A crash in function https://github.com/minio/minio/blob/f32efd5429a62bd1fe8a159e9c75e364c27e0f67/cmd/xl-storage.go#LL1925C1-L1925C29 after open with O_TRUNC, before writing new contents to xl.meta, would result in loss of data.

This inline update is currently being done for DeleteVersion and other operations.

Expected Behavior

On a crash between open("xl.meta", O_TRUNC) and write(), we should not loss the object.

Current Behavior

xl.meta is truncated to 0 bytes post crash after opening it with O_TRUNC.

Possible Solution

Old version of xl.meta is to be replaced atomically with new version prepared in .minio.sys/tmp location.
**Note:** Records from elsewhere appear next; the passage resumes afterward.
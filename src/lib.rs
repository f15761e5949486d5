// SYNOID Hologram Core Library
// Copyright (c) 2026 Xing_The_Creator | SYNOID
//
// Rotation-synchronised LED hologram viewer: a spinning panel is lit with
// the slice of the current volumetric frame that matches its angle.

pub mod anim;
pub mod config;
pub mod control;
pub mod display;
pub mod engine;
pub mod health;
pub mod pipeline;
pub mod state;
pub mod viewer;

pub use config::HologramConfig;
pub use viewer::Viewer;
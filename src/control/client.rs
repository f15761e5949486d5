// SYNOID Hologram Command Client
// Copyright (c) 2026 Xing_The_Creator | SYNOID

use anyhow::{bail, Context, Result};
use std::time::Duration;
use tokio::io::{AsyncReadExt, AsyncWriteExt};
use tokio::net::TcpStream;
use tokio::time::timeout;

/// A persistent connection to a running viewer.
pub struct CommandClient {
    stream: TcpStream,
    timeout: Duration,
}

impl CommandClient {
    pub async fn connect(addr: &str, wait: Duration) -> Result<Self> {
        let stream = timeout(wait, TcpStream::connect(addr))
            .await
            .with_context(|| format!("connect to {} timed out", addr))?
            .with_context(|| format!("connect to {}", addr))?;
        Ok(Self {
            stream,
            timeout: wait,
        })
    }

    /// One request/reply round trip. Returns the reply text.
    pub async fn send(&mut self, message: &str) -> Result<String> {
        if message.contains('\n') {
            bail!("command must be a single line");
        }
        let mut line = message.to_string();
        line.push('\n');
        self.stream.write_all(line.as_bytes()).await?;

        let mut reply = [0u8; 2];
        timeout(self.timeout, self.stream.read_exact(&mut reply))
            .await
            .context("reply timed out")?
            .context("read reply")?;
        Ok(String::from_utf8_lossy(&reply).into_owned())
    }
}

/// Connect, send one message, return the reply.
pub async fn send_command(addr: &str, message: &str, wait: Duration) -> Result<String> {
    let mut client = CommandClient::connect(addr, wait).await?;
    client.send(message).await
}
// SYNOID Hologram Command Server
// Copyright (c) 2026 Xing_The_Creator | SYNOID
//
// Request/reply endpoint for remote control. One request per line, one
// fixed two-byte acknowledgement per request. All waits are bounded by
// the poll timeout so the handlers notice shutdown promptly.
//
// This is plain TCP, not ZeroMQ REQ/REP. ZeroMQ controllers written for
// the old viewer cannot talk to it; use `hologram-core send` or any client
// that writes newline-terminated lines.

use anyhow::{Context, Result};
use std::net::SocketAddr;
use std::sync::Arc;
use std::time::Duration;
use tokio::io::{AsyncBufReadExt, AsyncReadExt, AsyncWriteExt, BufReader};
use tokio::net::{TcpListener, TcpStream};
use tokio::time::timeout;
use tracing::{debug, info, warn};

use super::command::{Command, ACK, MAX_REQUEST};
use crate::health::PipelineStats;
use crate::state::{ControlState, SwitchSender};

#[derive(Clone)]
struct Handler {
    control: Arc<ControlState>,
    switches: SwitchSender,
    stats: Arc<PipelineStats>,
    poll: Duration,
}

pub struct CommandServer {
    listener: TcpListener,
    handler: Handler,
}

impl CommandServer {
    pub async fn bind(
        addr: &str,
        control: Arc<ControlState>,
        switches: SwitchSender,
        stats: Arc<PipelineStats>,
        poll: Duration,
    ) -> Result<Self> {
        let listener = TcpListener::bind(addr)
            .await
            .with_context(|| format!("bind command endpoint {}", addr))?;
        Ok(Self {
            listener,
            handler: Handler {
                control,
                switches,
                stats,
                poll,
            },
        })
    }

    pub fn local_addr(&self) -> Result<SocketAddr> {
        Ok(self.listener.local_addr()?)
    }

    /// Accept connections until the control state stops running.
    pub async fn serve(self) -> Result<()> {
        info!("[COMMAND] Listening on {}", self.local_addr()?);
        while self.handler.control.is_running() {
            let (stream, peer) = match timeout(self.handler.poll, self.listener.accept()).await {
                Err(_) => continue,
                Ok(Err(e)) => {
                    warn!("[COMMAND] Accept failed: {}", e);
                    continue;
                }
                Ok(Ok(conn)) => conn,
            };
            debug!("[COMMAND] Client connected: {}", peer);
            let handler = self.handler.clone();
            tokio::spawn(async move {
                if let Err(e) = handler.handle_conn(stream).await {
                    warn!("[COMMAND] Connection {} error: {:#}", peer, e);
                }
            });
        }
        info!("[COMMAND] Stopped.");
        Ok(())
    }
}

impl Handler {
    async fn handle_conn(self, stream: TcpStream) -> Result<()> {
        let (read_half, mut write_half) = stream.into_split();
        let mut reader = BufReader::new(read_half);
        let mut buf = Vec::with_capacity(64);
        while self.control.is_running() {
            // Never buffer more than one byte past the request cap.
            let room = (MAX_REQUEST + 1).saturating_sub(buf.len()) as u64;
            let mut limited = (&mut reader).take(room);
            // Bytes read before a timeout stay in `buf`.
            let n = match timeout(self.poll, limited.read_until(b'\n', &mut buf)).await {
                Err(_) => continue,
                Ok(n) => n.context("read request")?,
            };
            if buf.last() != Some(&b'\n') {
                if buf.len() > MAX_REQUEST {
                    warn!(
                        "[COMMAND] Request exceeds {} bytes without a newline, closing",
                        MAX_REQUEST
                    );
                    break;
                }
                if n == 0 {
                    break;
                }
                continue;
            }

            let line = String::from_utf8_lossy(&buf).into_owned();
            buf.clear();
            info!("[COMMAND] REQ > {}", line.trim_end());
            PipelineStats::bump(&self.stats.commands);
            Command::parse(&line).apply(&self.control, &self.switches);
            write_half.write_all(ACK).await.context("send ack")?;
        }
        Ok(())
    }
}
Steps to Reproduce (for bugs)

Basically, put a break point for write calls to xl.meta in gdb, and kill minio when it hits the breakpoint.

These were the versions originally on a object:

$> mc ls local/bktv/ --insecure --versions
[2023-06-14 03:35:02 EDT] 475KiB STANDARD 63804668-26d5-4ad4-80f1-2de36eb10137 v2 PUT CloudStg
[2023-06-14 03:34:50 EDT] 475KiB STANDARD e3e0dbb5-a0be-4aba-a887-c32433adbc0c v1 PUT CloudStg

Attached gdb to mino, and put a breakpint on 1953.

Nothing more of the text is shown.